On that Canvas, I dynamically "paint" a bunch of stuff, but adding controls to the canvas.
I have a button outside the Canvas area which clears the content.
The objects are removed (successfully). However, the Canvas area does not refresh itself immediately; it currently requires a MouseOver or other event for the Canvas itself.
What is the simplest way to have an external object invalidate a Canvas? I'm sure I'm missing something simple!
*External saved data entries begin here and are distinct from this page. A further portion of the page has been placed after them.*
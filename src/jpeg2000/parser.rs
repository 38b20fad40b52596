//! JPEG 2000 codestream parser.
//!
//! Reads the main header (SOC, SIZ, COD, QCD and the informational segments
//! that can be skipped) and collects the tile-part bodies of every tile.

use super::dwt::WaveletKind;
use super::image::{ComponentInfo, Frame, subband_count};
use super::progression::ProgressionOrder;
use super::quantization::StepSize;
use crate::coding_parameters::{
    CodingParameters, QuantizationParameters, QuantizationStyle, validate_codeblock_exponents,
};
use crate::constants::{
    MAXIMUM_BITS_PER_SAMPLE, MAXIMUM_COMPONENT_COUNT, MAXIMUM_DECOMPOSITION_LEVELS, SIZ_FIXED_LENGTH,
    SOT_SEGMENT_LENGTH,
};
use crate::error::J2kError;
use crate::jpeg_marker_code::JpegMarkerCode;
use crate::jpeg_stream_reader::JpegStreamReader;
use log::{debug, warn};

/// Concatenated tile-part bodies of one tile.
#[derive(Debug, Clone, PartialEq, Eq, Default)]
pub struct TileBitstream {
    pub index: u16,
    /// Codestream offset of the first body byte.
    pub offset: usize,
    pub data: Vec<u8>,
    pub tile_parts: u8,
}

/// Everything the decoder needs from a codestream.
#[derive(Debug, Clone, PartialEq, Eq, Default)]
pub struct Codestream {
    pub frame: Frame,
    pub coding: CodingParameters,
    pub quantization: QuantizationParameters,
    pub comments: Vec<Vec<u8>>,
    pub tiles: Vec<TileBitstream>,
}

/// A parser that transforms raw marker segments into a [`Codestream`].
pub struct J2kParser<'a, 'b> {
    reader: &'b mut JpegStreamReader<'a>,
    frame: Option<Frame>,
    coding: Option<CodingParameters>,
    quantization: Option<QuantizationParameters>,
    comments: Vec<Vec<u8>>,
}

fn invalid_value(marker: JpegMarkerCode, offset: usize) -> J2kError {
    J2kError::InvalidMarkerSegmentValue {
        marker: marker.into(),
        offset,
    }
}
It's a bit grubby, but you could try changing the visibility to 'Visible' (even though it already is) of the Canvas, so:
myCanvas.Visibility = Visibility.Visible;
We've found that this forces as redraw, even if the actual value of myCanvas.Visible hasn't changed...
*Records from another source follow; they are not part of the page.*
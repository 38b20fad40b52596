//! Multi-component transforms (ISO/IEC 15444-1 Annex G) on the first three
//! components of a tile, after DC level shifting.

use super::dwt::WaveletKind;

/// Forward reversible colour transform (G.2). Inputs must hold integers.
pub fn forward_rct(c0: &mut [f32], c1: &mut [f32], c2: &mut [f32]) {
    for ((r, g), b) in c0.iter_mut().zip(c1.iter_mut()).zip(c2.iter_mut()) {
        let (red, green, blue) = (*r, *g, *b);
        *r = ((red + 2.0 * green + blue) / 4.0).floor();
        *g = blue - green;
        *b = red - green;
    }
}

pub fn inverse_rct(c0: &mut [f32], c1: &mut [f32], c2: &mut [f32]) {
    for ((y, cb), cr) in c0.iter_mut().zip(c1.iter_mut()).zip(c2.iter_mut()) {
        let green = *y - ((*cb + *cr) / 4.0).floor();
        let red = *cr + green;
        let blue = *cb + green;
        *y = red;
        *cb = green;
        *cr = blue;
    }
}

/// Forward irreversible colour transform (G.3).
pub fn forward_ict(c0: &mut [f32], c1: &mut [f32], c2: &mut [f32]) {
    for ((r, g), b) in c0.iter_mut().zip(c1.iter_mut()).zip(c2.iter_mut()) {
        let (red, green, blue) = (*r, *g, *b);
        *r = 0.299 * red + 0.587 * green + 0.114 * blue;
        *g = -0.16875 * red - 0.33126 * green + 0.5 * blue;
        *b = 0.5 * red - 0.41869 * green - 0.08131 * blue;
    }
}

pub fn inverse_ict(c0: &mut [f32], c1: &mut [f32], c2: &mut [f32]) {
    for ((y, cb), cr) in c0.iter_mut().zip(c1.iter_mut()).zip(c2.iter_mut()) {
        let (luma, blue_diff, red_diff) = (*y, *cb, *cr);
        *y = luma + 1.402 * red_diff;
        *cb = luma - 0.34413 * blue_diff - 0.71414 * red_diff;
        *cr = luma + 1.772 * blue_diff;
    }
}

/// The transform paired with the wavelet filter: RCT with 5/3, ICT with 9/7.
pub fn forward(kind: WaveletKind, c0: &mut [f32], c1: &mut [f32], c2: &mut [f32]) {
    match kind {
        WaveletKind::Reversible53 => forward_rct(c0, c1, c2),
        WaveletKind::Irreversible97 => forward_ict(c0, c1, c2),
    }
}

pub fn inverse(kind: WaveletKind, c0: &mut [f32], c1: &mut [f32], c2: &mut [f32]) {
    match kind {
        WaveletKind::Reversible53 => inverse_rct(c0, c1, c2),
        WaveletKind::Irreversible97 => inverse_ict(c0, c1, c2),
    }
}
Give it a go, it's only a one liner that may fix things. Although I would expect the Canvas to be redrawing anyway if you're removing things from it.
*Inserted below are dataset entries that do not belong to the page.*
//! j2kexp CLI - JPEG 2000 Part 1 encoder and decoder.
//!
//! Set `RUST_LOG=debug` (or `trace`) to follow the codec stages.

use clap::{Parser, Subcommand, ValueEnum};
use jpegexp_j2k::jpeg2000::parser::parse;
use jpegexp_j2k::jpeg2000::jp2::Jp2Reader;
use jpegexp_j2k::{FrameInfo, J2kDecoder, J2kEncoder, ProgressionOrder};
use std::fs;
use std::path::PathBuf;

/// JPEG 2000 Part 1 codec
#[derive(Parser)]
#[command(name = "j2kexp")]
#[command(author = "jpegexp-rs contributors")]
#[command(version)]
#[command(about = "Encode, decode and inspect JPEG 2000 codestreams", long_about = None)]
#[command(after_help = "EXAMPLES:
    j2kexp encode -i image.pgm -o image.j2k
    j2kexp encode -i pixels.raw -o image.j2k -w 512 -H 512 -n 3 --lossy -q 80
    j2kexp decode -i image.j2k -o image.ppm -f pnm
    j2kexp info -i image.jp2")]
struct Cli {
    #[command(subcommand)]
    command: Commands,
}

#[derive(Subcommand)]
enum Commands {
    /// Encode raw 8-bit samples or a PGM/PPM file into a codestream
    #[command(visible_alias = "e")]
    Encode {
        /// Input file: raw interleaved samples, or binary PGM/PPM
        #[arg(short, long)]
        input: PathBuf,

        /// Output codestream (.j2k)
        #[arg(short, long)]
        output: PathBuf,

        /// Image width in pixels (raw input only)
        #[arg(short, long)]
        width: Option<u32>,

        /// Image height in pixels (raw input only)
        #[arg(short = 'H', long)]
        height: Option<u32>,

        /// Number of components (raw input only)
        #[arg(short = 'n', long, default_value = "1")]
        components: u32,

        /// Use the irreversible 9/7 path
        #[arg(long)]
        lossy: bool,

        /// Quality level (1-100, lossy only)
        #[arg(short, long, default_value = "85")]
        quality: u8,

        /// Wavelet decomposition levels
        #[arg(short, long, default_value = "5")]
        levels: u8,

        /// Number of quality layers
        #[arg(long, default_value = "1")]
        layers: u16,

        /// Packet progression order
        #[arg(short, long, default_value = "lrcp", value_enum)]
        progression: Progression,

        /// Code-block width and height (power of two)
        #[arg(long, default_value = "64")]
        codeblock: u32,

        /// Tile width and height; the whole image when absent
        #[arg(short, long)]
        tile: Option<u32>,

        /// Emit SOP markers before each packet
        #[arg(long)]
        sop: bool,

        /// Emit EPH markers after each packet header
        #[arg(long)]
        eph: bool,

        /// Disable the multiple component transform
        #[arg(long)]
        no_mct: bool,
    },

    /// Decode a codestream or JP2 file
    #[command(visible_alias = "d")]
    Decode {
        /// Input file (.j2k or .jp2)
        #[arg(short, long)]
        input: PathBuf,

        /// Output file for decoded pixels
        #[arg(short, long)]
        output: PathBuf,

        /// Output format: raw bytes or PGM/PPM
        #[arg(short, long, default_value = "raw", value_enum)]
        format: OutputFormat,

        /// Decode at most this many quality layers
        #[arg(long)]
        layers: Option<u16>,
    },

    /// Print main header fields
    #[command(visible_alias = "i")]
    Info {
        /// Input file (.j2k or .jp2)
        #[arg(short, long)]
        input: PathBuf,
    },
}

#[derive(Clone, ValueEnum)]
enum OutputFormat {
    /// Raw interleaved samples
    Raw,
    /// Portable GrayMap / PixMap
    Pnm,
}

#[derive(Clone, Copy, ValueEnum)]
enum Progression {
    Lrcp,
    Rlcp,
    Rpcl,
    Pcrl,
    Cprl,
}

impl From<Progression> for ProgressionOrder {
    fn from(value: Progression) -> Self {
        match value {
            Progression::Lrcp => ProgressionOrder::Lrcp,
            Progression::Rlcp => ProgressionOrder::Rlcp,
            Progression::Rpcl => ProgressionOrder::Rpcl,
            Progression::Pcrl => ProgressionOrder::Pcrl,
            Progression::Cprl => ProgressionOrder::Cprl,
        }
    }
}

fn main() {
    env_logger::init();
    let cli = Cli::parse();

    let result = match cli.command {
        Commands::Encode {
            input,
            output,
            width,
            height,
            components,
            lossy,
            quality,
            levels,
            layers,
            progression,
            codeblock,
            tile,
            sop,
            eph,
            no_mct,
        } => {
            let mut encoder = J2kEncoder::new();
            encoder.set_lossy(lossy);
            encoder.set_quality(quality);
            encoder.set_decomposition_levels(levels);
            encoder.set_layer_count(layers);
            encoder.set_progression_order(progression.into());
            encoder.set_codeblock_size(codeblock, codeblock);
            if let Some(size) = tile {
                encoder.set_tile_size(size, size);
            }
            encoder.set_sop(sop);
            encoder.set_eph(eph);
            encoder.set_color_transform(!no_mct);
            encode_image(&input, &output, width, height, components, &encoder)
        }
        Commands::Decode {
            input,
            output,
            format,
            layers,
        } => decode_image(&input, &output, &format, layers),
        Commands::Info { input } => show_info(&input),
    };

    if let Err(e) = result {
        eprintln!("Error: {}", e);
        std::process::exit(1);
    }
}

fn encode_image(
    input: &PathBuf,
    output: &PathBuf,
    width: Option<u32>,
    height: Option<u32>,
    components: u32,
    encoder: &J2kEncoder,
) -> Result<(), Box<dyn std::error::Error>> {
    let data = fs::read(input)?;

    let (frame_info, pixels) = if data.starts_with(b"P5") || data.starts_with(b"P6") {
        read_pnm(&data)?
    } else {
        let (Some(width), Some(height)) = (width, height) else {
            return Err("raw input needs --width and --height".into());
        };
        let frame_info = FrameInfo {
            width,
            height,
            bits_per_sample: 8,
            component_count: components,
        };
        (frame_info, &data[..])
    };

    let encoded = encoder.encode(pixels, &frame_info)?;
    fs::write(output, &encoded)?;
    println!(
        "✓ Encoded {}x{} image ({} components) to {:?}: {} bytes",
        frame_info.width,
        frame_info.height,
        frame_info.component_count,
        output,
        encoded.len()
    );
    Ok(())
}

fn decode_image(
    input: &PathBuf,
    output: &PathBuf,
    format: &OutputFormat,
    layers: Option<u16>,
) -> Result<(), Box<dyn std::error::Error>> {
    let data = fs::read(input)?;
    let codestream = codestream_of(&data)?;

    let mut decoder = J2kDecoder::new();
    if let Some(layers) = layers {
        decoder.set_max_layers(layers);
    }
    let image = decoder.decode(codestream)?;

    match format {
        OutputFormat::Raw => fs::write(output, &image.pixels)?,
        OutputFormat::Pnm => write_pnm(output, &image.pixels, image.width, image.height, image.component_count)?,
    }

    println!(
        "✓ Decoded {}x{} image ({} components) to {:?}",
        image.width, image.height, image.component_count, output
    );
    Ok(())
}

fn show_info(input: &PathBuf) -> Result<(), Box<dyn std::error::Error>> {
    let data = fs::read(input)?;

    println!("File: {:?}", input);
    println!("Size: {} bytes", data.len());
    println!();
    println!(
        "Format: {}",
        if jpegexp_j2k::is_jp2_file(&data) {
            "JP2 Container (JPEG 2000)"
        } else if jpegexp_j2k::is_jpeg2000_codestream(&data) {
            "JPEG 2000 Codestream"
        } else {
            "Unknown"
        }
    );

    let codestream = parse(codestream_of(&data)?)?;
    let frame = &codestream.frame;
    let coding = &codestream.coding;
    let image = frame.image_rect();
    println!("  Dimensions:  {}x{}", image.width(), image.height());
    println!("  Origin:      {},{}", frame.x_origin, frame.y_origin);
    println!("  Components:  {}", frame.component_count());
    for (c, component) in frame.components.iter().enumerate() {
        println!(
            "    #{}: {} bits {}, subsampling {}x{}",
            c,
            component.precision,
            if component.is_signed { "signed" } else { "unsigned" },
            component.dx,
            component.dy
        );
    }
    println!(
        "  Tiles:       {} ({}x{})",
        frame.tile_count(),
        frame.tile_width,
        frame.tile_height
    );
    println!("  Wavelet:     {:?}", coding.wavelet);
    println!("  DWT levels:  {}", coding.decomposition_levels);
    println!("  Layers:      {}", coding.layer_count);
    println!("  Progression: {}", coding.progression_order.name());
    println!(
        "  Code-blocks: {}x{}",
        coding.codeblock_width(),
        coding.codeblock_height()
    );
    println!("  MCT:         {}", if coding.use_mct { "Yes" } else { "No" });
    println!(
        "  SOP/EPH:     {}/{}",
        if coding.use_sop { "Yes" } else { "No" },
        if coding.use_eph { "Yes" } else { "No" }
    );
    println!(
        "  Quantization: {:?}, {} guard bits",
        codestream.quantization.style, codestream.quantization.guard_bits
    );
    for comment in &codestream.comments {
        println!("  Comment:     {}", String::from_utf8_lossy(comment));
    }
    Ok(())
}

/// The codestream inside a JP2 file, or the data itself.
fn codestream_of(data: &[u8]) -> Result<&[u8], Box<dyn std::error::Error>> {
    if jpegexp_j2k::is_jp2_file(data) {
        return Jp2Reader::new(data)
            .find_codestream()?
            .ok_or_else(|| "JP2 file has no codestream box".into());
    }
    Ok(data)
}

/// Parses a binary PGM (P5) or PPM (P6) header.
fn read_pnm(data: &[u8]) -> Result<(FrameInfo, &[u8]), Box<dyn std::error::Error>> {
    let components = if data.starts_with(b"P5") { 1 } else { 3 };
    let mut position = 2;
    let mut fields = [0u32; 3];
    for field in &mut fields {
        loop {
            match data.get(position) {
                Some(b'#') => {
                    while data.get(position).is_some_and(|&b| b != b'\n') {
                        position += 1;
                    }
                }
                Some(b) if b.is_ascii_whitespace() => position += 1,
                Some(_) => break,
                None => return Err("truncated PNM header".into()),
            }
        }
        let start = position;
        while data.get(position).is_some_and(u8::is_ascii_digit) {
            position += 1;
        }
        *field = std::str::from_utf8(&data[start..position])?.parse()?;
    }
    // A single whitespace byte separates the header from the samples.
    position += 1;

    let [width, height, maximum] = fields;
    if maximum == 0 || maximum > 255 {
        return Err("only 8-bit PNM files are supported".into());
    }
    let frame_info = FrameInfo {
        width,
        height,
        bits_per_sample: (32 - maximum.leading_zeros()) as u8,
        component_count: components,
    };
    let size = width as usize * height as usize * components as usize;
    let pixels = data
        .get(position..position + size)
        .ok_or("PNM sample data is truncated")?;
    Ok((frame_info, pixels))
}

fn write_pnm(
    path: &PathBuf,
    pixels: &[u8],
    width: u32,
    height: u32,
    components: u32,
) -> Result<(), Box<dyn std::error::Error>> {
    use std::io::Write;
    let mut file = fs::File::create(path)?;

    match components {
        1 => writeln!(file, "P5")?,
        3 => writeln!(file, "P6")?,
        _ => return Err(format!("PNM cannot hold {} components", components).into()),
    }
    writeln!(file, "{} {}", width, height)?;
    writeln!(file, "255")?;
    file.write_all(pixels)?;

    Ok(())
}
In case someone comes along after the fact like I did looking for this answer...
yourFrameworkElement.InvalidateArrange();
yourFrameworkElement.UpdateLayout();
worked for me.
Note: calling only this.yourFrameworkElement.UpdateLayout();
did not work for me. I had to call InvalidateArrange()
. I called UpdateLayout()
immediately thereafter for completeness - probably has zero real impact.
Also the myCanvas.Visibility = Visibility.Visible;
trick did not work for me as I was trying to cause the LayoutUpdated event to fire.
Not a simple one-liner, but it works. It works well in my experience. It postpones the given action for a tenth of a second to allow the UI thread to update, but it still executes the action on the UI thread.
using System;
using System.Windows.Threading;
public static class MyTestClass
{
public static void Postpone(Action a_action)
{
TaggedDispatchTimer timer = new TaggedDispatchTimer();
timer.Interval = TimeSpan.FromSeconds(0.1);
timer.Tick += OnDoPostponedAction;
timer.UserState = a_action;
timer.Start();
}
private static void OnDoPostponedAction(object sender, EventArgs e)
{
TaggedDispatchTimer timer = sender as TaggedDispatchTimer;
timer.Stop();
timer.Tick -= OnDoPostponedAction;
var action = timer.UserState as Action;
if (action != null)
action();
}
}
public class TaggedDispatchTimer : DispatcherTimer
{
public Object UserState { get; set; }
}
Here's how I use it:
MyTestClass.Postpone(() =>
{
// Do some bloody long operation.
});
In my case (I had a Canvas inside a Canvas and I needed to resize the inner canvas due to an orientation change), the myCanvas.Visibility = Visibility.Visible;
trick didn't do it, but it was really near:
myCanvas.Visibility = Visibility.Collapsed;
myCanvas.Visibility = Visibility.Visible;
worked just fine.
The InvalidateArrange
followed by an UpdateLayout
also didn't do it.
At the end, all of this was not necessary, since I realized that the Canvas inside a Canvas was not necessary and was able to change the inner Canvas for a StackPanel, and no tricks were needed for it to work as expected.